[Start of Attachment]

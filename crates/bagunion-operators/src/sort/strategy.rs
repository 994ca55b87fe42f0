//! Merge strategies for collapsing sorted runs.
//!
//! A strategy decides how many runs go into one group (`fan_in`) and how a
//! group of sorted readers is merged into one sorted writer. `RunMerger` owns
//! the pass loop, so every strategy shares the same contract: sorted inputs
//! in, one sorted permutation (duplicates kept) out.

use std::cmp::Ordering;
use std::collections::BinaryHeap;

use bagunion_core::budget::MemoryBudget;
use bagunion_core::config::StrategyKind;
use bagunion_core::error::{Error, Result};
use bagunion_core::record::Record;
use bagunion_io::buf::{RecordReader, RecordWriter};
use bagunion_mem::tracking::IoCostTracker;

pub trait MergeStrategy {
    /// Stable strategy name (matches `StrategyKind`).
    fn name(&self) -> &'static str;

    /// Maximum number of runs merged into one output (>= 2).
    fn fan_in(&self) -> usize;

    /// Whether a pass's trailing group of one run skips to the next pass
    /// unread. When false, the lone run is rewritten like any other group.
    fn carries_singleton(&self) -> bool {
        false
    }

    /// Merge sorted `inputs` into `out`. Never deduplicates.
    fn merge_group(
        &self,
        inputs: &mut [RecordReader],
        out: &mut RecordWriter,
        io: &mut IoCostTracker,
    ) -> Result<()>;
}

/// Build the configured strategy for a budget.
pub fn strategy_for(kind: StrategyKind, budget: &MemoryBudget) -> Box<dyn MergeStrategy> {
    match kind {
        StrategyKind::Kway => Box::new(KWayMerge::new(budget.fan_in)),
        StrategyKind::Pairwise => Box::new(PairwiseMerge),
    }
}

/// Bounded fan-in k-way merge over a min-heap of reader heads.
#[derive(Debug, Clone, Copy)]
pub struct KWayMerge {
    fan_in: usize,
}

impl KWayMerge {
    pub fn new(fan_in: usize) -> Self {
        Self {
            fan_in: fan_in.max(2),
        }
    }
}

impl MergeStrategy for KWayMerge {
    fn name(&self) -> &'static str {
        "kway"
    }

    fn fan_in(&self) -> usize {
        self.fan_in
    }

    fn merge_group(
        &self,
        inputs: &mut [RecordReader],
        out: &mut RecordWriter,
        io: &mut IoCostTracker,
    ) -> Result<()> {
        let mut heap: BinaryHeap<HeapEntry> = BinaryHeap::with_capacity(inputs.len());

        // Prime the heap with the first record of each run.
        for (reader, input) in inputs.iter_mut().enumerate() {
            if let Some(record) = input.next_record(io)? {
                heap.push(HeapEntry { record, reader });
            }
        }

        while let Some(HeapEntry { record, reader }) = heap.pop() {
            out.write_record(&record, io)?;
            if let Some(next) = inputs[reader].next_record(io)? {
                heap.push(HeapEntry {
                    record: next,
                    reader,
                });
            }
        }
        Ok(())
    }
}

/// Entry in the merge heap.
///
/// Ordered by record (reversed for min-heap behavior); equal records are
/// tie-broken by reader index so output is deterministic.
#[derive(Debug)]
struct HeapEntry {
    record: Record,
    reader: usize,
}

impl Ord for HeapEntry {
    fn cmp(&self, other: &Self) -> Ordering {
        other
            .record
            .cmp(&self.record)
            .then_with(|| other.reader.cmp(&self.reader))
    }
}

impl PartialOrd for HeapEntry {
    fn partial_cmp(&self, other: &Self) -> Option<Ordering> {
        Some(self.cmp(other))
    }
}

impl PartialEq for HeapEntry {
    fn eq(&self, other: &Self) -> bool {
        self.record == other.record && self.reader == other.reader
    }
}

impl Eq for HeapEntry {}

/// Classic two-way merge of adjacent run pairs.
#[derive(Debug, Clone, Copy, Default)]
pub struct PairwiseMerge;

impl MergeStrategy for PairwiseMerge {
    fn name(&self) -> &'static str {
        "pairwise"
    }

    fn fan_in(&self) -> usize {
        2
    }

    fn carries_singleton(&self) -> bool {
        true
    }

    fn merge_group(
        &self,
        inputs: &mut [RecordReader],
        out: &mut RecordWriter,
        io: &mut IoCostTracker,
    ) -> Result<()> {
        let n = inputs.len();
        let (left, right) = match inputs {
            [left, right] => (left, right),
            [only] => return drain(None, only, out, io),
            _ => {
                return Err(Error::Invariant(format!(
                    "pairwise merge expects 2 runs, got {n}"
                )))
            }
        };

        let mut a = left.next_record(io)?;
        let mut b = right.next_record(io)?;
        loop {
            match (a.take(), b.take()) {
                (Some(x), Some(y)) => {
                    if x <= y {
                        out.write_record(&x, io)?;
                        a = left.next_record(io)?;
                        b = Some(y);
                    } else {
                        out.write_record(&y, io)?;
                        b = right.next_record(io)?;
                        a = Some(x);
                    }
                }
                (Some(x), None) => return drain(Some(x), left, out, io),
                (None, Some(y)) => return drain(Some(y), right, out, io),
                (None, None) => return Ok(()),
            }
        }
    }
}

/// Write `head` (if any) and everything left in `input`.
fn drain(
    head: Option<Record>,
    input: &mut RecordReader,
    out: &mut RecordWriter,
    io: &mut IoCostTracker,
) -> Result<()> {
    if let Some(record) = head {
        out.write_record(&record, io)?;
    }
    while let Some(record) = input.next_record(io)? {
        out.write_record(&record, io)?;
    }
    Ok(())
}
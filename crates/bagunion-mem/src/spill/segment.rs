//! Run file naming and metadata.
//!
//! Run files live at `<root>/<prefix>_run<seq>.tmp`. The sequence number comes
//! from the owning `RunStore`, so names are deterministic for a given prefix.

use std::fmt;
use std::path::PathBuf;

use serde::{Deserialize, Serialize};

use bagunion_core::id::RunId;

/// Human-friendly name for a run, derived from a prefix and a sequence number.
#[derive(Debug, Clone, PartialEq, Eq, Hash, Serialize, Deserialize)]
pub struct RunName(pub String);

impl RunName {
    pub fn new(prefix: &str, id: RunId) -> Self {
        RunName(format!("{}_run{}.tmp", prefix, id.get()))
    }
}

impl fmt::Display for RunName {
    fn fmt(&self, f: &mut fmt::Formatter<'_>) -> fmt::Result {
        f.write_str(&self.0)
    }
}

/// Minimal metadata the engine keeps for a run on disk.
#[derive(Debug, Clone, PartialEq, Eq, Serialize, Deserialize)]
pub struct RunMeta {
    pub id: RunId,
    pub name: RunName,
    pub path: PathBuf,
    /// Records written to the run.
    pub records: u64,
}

[End of Attachment]
[Start of Attachment]

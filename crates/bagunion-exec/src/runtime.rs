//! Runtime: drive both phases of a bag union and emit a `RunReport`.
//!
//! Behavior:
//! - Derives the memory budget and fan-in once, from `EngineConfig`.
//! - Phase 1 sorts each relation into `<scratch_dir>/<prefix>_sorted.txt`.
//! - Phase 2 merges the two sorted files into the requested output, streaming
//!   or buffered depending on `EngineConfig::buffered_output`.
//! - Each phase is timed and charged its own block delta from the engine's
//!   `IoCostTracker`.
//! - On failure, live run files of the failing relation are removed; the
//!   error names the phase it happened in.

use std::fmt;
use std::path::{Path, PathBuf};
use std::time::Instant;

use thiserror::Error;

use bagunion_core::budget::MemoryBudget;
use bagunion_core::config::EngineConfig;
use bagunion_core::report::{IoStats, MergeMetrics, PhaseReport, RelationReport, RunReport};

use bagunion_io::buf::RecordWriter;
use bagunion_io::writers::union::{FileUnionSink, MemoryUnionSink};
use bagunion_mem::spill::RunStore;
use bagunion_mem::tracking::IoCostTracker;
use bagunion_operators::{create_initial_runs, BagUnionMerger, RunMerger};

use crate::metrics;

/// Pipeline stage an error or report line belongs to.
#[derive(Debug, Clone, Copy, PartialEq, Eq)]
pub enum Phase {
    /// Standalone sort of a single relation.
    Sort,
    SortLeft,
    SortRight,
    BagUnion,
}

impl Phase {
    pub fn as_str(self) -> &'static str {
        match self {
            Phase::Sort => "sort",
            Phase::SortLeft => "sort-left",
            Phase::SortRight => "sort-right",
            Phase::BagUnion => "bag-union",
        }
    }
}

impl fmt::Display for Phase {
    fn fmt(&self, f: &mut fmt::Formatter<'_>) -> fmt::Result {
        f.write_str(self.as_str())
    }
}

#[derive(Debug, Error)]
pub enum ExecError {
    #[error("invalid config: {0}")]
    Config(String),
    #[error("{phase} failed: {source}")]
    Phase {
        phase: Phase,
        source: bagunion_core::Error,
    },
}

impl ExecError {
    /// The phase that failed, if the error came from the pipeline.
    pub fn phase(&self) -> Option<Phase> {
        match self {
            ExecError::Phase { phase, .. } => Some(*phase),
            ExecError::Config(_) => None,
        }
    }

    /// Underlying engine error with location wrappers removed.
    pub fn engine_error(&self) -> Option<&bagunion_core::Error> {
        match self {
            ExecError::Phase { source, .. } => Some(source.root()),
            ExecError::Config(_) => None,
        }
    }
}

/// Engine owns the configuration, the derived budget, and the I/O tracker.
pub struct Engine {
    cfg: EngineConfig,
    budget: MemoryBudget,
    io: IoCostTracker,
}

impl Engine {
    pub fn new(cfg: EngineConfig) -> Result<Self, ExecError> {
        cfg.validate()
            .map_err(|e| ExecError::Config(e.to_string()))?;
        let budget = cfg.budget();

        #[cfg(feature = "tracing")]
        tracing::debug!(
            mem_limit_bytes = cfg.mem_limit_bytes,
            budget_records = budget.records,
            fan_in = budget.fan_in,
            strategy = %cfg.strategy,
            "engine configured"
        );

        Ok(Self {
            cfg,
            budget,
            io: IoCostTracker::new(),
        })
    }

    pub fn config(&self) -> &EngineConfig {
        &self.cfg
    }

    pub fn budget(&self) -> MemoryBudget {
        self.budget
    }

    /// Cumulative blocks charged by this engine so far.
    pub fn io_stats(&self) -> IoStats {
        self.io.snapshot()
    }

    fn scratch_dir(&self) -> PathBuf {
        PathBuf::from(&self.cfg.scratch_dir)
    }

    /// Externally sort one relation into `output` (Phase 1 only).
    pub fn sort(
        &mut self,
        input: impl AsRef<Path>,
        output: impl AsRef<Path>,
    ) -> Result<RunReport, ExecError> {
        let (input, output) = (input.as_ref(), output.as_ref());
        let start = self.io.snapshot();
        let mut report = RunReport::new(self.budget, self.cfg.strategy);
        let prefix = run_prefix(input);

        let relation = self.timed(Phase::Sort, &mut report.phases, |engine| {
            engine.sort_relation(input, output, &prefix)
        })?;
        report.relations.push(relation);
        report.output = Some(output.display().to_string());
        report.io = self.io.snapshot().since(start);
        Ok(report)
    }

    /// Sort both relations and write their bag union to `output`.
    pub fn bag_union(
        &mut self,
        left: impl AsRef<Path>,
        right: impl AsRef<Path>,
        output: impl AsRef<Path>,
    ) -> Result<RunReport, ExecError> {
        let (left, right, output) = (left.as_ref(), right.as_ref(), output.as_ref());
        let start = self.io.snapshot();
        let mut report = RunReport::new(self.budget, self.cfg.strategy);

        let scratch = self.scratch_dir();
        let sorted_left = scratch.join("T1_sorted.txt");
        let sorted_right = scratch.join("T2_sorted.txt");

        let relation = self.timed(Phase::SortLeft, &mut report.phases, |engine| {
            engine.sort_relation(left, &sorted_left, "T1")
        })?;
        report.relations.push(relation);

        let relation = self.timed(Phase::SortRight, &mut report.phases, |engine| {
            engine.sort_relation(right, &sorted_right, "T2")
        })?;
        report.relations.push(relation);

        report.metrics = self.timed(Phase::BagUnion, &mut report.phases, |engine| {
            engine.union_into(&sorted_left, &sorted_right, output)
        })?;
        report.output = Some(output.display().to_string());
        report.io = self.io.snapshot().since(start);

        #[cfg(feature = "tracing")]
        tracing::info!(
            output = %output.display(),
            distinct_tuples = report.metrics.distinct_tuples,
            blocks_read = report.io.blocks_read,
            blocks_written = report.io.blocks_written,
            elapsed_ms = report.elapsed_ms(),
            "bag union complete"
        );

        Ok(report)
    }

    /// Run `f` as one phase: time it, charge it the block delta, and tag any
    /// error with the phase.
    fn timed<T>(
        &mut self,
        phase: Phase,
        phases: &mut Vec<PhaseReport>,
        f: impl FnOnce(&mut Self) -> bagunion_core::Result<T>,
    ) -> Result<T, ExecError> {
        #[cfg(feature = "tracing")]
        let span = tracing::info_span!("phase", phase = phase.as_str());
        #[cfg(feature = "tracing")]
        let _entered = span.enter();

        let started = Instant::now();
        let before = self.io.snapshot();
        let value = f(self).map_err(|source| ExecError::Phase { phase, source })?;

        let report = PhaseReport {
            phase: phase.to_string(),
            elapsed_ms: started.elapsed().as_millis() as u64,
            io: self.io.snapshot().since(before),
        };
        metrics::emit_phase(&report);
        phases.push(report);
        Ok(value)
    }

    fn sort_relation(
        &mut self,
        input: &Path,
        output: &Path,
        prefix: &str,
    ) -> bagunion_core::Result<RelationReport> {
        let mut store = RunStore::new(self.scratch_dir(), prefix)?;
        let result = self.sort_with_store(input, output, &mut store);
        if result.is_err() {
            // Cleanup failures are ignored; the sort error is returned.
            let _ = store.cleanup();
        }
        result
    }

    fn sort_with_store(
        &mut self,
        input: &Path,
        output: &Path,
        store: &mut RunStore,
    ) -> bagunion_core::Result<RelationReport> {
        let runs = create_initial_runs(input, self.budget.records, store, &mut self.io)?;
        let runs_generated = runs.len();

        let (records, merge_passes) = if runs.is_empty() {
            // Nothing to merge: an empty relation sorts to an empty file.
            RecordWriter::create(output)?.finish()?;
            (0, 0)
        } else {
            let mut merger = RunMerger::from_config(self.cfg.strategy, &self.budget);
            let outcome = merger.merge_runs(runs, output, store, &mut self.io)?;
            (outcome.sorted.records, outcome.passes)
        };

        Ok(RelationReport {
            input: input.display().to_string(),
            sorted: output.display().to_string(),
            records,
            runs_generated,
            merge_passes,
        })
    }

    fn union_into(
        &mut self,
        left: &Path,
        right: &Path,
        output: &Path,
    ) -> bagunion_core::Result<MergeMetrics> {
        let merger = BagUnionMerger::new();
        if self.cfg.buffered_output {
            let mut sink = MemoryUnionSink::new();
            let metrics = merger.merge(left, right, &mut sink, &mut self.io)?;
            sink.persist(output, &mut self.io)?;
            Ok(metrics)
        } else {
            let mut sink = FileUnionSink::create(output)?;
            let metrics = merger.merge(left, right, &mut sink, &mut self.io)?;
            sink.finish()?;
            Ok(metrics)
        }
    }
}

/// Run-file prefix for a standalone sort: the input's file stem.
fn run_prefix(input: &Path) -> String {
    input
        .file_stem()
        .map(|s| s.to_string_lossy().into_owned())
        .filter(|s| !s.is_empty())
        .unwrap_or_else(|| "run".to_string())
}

[End of Attachment]
[Start of Attachment]

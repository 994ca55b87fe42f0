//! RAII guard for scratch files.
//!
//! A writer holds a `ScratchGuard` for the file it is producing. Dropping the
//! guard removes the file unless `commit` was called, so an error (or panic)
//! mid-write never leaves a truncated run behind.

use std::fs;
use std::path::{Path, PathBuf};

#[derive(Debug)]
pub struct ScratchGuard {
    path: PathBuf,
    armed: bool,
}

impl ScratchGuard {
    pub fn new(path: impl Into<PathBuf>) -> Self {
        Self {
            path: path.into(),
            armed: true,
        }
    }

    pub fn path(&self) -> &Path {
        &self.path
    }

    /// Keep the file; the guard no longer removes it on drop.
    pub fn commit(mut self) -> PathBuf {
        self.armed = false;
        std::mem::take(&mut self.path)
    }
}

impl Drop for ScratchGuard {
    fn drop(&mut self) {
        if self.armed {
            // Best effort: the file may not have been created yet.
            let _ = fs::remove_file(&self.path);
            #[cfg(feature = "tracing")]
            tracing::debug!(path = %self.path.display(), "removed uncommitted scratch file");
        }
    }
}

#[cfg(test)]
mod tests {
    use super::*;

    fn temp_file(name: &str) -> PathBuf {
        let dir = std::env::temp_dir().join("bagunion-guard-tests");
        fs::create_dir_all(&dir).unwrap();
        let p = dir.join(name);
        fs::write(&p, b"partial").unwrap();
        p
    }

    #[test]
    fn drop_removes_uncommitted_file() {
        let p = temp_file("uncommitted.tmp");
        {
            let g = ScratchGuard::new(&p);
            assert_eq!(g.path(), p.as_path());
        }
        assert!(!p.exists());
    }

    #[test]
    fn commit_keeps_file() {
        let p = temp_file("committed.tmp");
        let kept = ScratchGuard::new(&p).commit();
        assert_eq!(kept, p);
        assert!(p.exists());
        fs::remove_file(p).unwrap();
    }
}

[End of Attachment]

Please copy out each line of the listing above that contains the string "kept".

Response:
//! in, one sorted permutation (duplicates kept) out.
        let kept = ScratchGuard::new(&p).commit();
        assert_eq!(kept, p);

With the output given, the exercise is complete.